• Exercise instructions
In the material below, some lines may hold the word "Serialize"; state how many do, giving only the number.

Information shown START

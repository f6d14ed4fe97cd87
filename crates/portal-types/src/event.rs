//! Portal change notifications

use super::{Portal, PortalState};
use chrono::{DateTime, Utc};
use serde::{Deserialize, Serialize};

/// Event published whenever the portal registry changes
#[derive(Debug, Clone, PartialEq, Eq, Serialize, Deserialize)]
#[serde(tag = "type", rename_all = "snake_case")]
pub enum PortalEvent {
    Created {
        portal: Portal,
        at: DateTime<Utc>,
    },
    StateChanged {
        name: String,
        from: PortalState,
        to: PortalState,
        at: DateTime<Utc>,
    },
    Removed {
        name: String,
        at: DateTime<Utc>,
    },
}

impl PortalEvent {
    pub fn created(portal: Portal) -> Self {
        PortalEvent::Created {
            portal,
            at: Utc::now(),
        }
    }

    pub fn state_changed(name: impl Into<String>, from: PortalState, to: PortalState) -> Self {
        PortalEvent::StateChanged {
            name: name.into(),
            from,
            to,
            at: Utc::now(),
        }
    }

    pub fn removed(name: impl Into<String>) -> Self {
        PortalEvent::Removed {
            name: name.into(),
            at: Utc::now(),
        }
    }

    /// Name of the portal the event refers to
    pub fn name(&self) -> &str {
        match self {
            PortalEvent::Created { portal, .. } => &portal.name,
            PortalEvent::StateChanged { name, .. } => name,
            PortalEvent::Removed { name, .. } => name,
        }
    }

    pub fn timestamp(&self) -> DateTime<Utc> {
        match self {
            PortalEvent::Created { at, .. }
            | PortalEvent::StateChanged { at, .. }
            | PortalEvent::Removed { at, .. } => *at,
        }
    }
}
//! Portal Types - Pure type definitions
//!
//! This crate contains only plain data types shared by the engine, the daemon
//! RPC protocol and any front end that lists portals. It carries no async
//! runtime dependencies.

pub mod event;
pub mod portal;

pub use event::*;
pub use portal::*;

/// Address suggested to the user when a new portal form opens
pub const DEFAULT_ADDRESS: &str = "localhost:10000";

Information shown END
Information shown START

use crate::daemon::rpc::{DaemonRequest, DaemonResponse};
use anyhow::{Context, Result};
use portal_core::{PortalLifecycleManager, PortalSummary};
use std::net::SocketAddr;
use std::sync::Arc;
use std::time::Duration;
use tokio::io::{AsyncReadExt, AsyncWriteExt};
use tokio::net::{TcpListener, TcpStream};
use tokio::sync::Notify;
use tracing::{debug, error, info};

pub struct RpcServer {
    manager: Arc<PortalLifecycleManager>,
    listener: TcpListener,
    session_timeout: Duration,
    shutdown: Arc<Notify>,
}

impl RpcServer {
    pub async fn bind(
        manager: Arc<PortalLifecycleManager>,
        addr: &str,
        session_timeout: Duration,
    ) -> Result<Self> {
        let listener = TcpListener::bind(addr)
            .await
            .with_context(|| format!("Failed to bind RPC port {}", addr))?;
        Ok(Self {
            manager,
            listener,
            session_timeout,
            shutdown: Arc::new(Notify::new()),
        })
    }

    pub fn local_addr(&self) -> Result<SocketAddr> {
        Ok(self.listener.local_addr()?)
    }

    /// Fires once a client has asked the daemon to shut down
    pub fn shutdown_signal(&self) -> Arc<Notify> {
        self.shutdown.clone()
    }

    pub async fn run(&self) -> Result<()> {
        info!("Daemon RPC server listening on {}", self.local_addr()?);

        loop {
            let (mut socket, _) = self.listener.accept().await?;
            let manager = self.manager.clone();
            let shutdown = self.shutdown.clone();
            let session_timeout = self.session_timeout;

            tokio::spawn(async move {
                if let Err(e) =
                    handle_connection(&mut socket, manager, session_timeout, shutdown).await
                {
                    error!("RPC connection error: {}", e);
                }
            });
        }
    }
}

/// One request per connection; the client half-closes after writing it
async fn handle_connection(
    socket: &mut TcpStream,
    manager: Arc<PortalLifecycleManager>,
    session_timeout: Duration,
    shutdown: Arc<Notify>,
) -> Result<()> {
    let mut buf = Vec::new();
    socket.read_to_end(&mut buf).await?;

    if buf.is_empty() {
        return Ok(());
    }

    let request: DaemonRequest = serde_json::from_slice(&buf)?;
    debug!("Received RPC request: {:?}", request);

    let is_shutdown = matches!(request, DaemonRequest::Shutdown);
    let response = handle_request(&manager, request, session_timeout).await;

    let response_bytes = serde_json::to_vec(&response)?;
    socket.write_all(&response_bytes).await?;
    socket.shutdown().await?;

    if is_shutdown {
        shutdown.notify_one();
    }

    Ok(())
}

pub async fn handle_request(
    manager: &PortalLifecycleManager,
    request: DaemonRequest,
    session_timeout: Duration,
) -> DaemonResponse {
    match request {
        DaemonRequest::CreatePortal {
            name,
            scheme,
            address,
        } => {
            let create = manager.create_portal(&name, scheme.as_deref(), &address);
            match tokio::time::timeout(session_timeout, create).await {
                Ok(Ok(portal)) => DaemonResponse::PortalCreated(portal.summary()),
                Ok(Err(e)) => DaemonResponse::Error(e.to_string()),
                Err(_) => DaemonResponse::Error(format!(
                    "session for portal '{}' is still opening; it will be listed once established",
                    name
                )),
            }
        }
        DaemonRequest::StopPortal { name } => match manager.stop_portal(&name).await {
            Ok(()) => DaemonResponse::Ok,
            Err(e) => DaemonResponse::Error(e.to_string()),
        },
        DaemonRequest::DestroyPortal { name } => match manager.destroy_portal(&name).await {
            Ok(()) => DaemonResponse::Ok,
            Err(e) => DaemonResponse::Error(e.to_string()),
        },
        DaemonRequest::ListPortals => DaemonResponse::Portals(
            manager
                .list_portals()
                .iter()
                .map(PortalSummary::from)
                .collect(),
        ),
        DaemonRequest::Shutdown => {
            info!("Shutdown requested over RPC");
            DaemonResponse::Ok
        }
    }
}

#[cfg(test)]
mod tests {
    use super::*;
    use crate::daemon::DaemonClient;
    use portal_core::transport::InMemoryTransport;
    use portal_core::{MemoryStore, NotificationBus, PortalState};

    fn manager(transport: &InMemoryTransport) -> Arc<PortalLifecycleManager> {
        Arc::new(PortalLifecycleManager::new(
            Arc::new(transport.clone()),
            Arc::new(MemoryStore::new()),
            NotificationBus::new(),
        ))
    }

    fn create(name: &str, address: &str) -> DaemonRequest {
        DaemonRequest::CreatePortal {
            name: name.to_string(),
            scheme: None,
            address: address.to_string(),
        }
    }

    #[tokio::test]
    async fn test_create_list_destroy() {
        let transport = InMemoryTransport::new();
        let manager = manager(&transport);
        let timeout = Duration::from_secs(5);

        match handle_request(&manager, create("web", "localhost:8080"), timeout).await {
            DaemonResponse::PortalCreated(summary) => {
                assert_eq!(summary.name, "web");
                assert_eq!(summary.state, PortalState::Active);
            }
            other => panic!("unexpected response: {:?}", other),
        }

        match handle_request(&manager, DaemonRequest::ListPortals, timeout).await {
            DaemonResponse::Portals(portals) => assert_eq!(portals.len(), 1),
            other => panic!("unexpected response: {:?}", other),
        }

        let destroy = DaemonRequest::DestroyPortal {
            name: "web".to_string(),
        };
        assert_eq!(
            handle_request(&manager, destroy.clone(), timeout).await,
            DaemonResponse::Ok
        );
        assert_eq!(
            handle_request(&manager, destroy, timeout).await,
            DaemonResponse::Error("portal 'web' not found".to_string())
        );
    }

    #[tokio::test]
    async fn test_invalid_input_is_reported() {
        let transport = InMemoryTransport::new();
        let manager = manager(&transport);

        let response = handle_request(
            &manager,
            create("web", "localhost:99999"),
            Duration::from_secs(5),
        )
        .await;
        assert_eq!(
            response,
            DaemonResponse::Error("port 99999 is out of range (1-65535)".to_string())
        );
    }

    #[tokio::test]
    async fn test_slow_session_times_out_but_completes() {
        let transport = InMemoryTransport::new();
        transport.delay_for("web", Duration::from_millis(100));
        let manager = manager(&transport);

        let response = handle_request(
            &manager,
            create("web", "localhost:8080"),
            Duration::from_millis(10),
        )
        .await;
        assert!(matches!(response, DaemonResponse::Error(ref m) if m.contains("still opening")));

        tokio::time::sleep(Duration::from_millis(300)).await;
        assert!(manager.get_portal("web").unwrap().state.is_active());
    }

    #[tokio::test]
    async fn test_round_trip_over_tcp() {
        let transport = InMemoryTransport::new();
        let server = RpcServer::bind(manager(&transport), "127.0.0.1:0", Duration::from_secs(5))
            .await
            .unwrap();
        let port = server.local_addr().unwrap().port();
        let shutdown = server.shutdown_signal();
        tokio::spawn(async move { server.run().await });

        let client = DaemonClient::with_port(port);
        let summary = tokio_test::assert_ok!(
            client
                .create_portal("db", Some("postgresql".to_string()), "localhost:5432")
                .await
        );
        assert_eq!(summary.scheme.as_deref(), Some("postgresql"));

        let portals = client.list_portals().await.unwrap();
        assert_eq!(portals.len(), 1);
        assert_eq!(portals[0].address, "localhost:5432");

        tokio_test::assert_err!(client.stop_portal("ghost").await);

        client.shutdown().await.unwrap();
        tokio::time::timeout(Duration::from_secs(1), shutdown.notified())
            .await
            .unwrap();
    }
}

Information shown END

• Finished exercise
2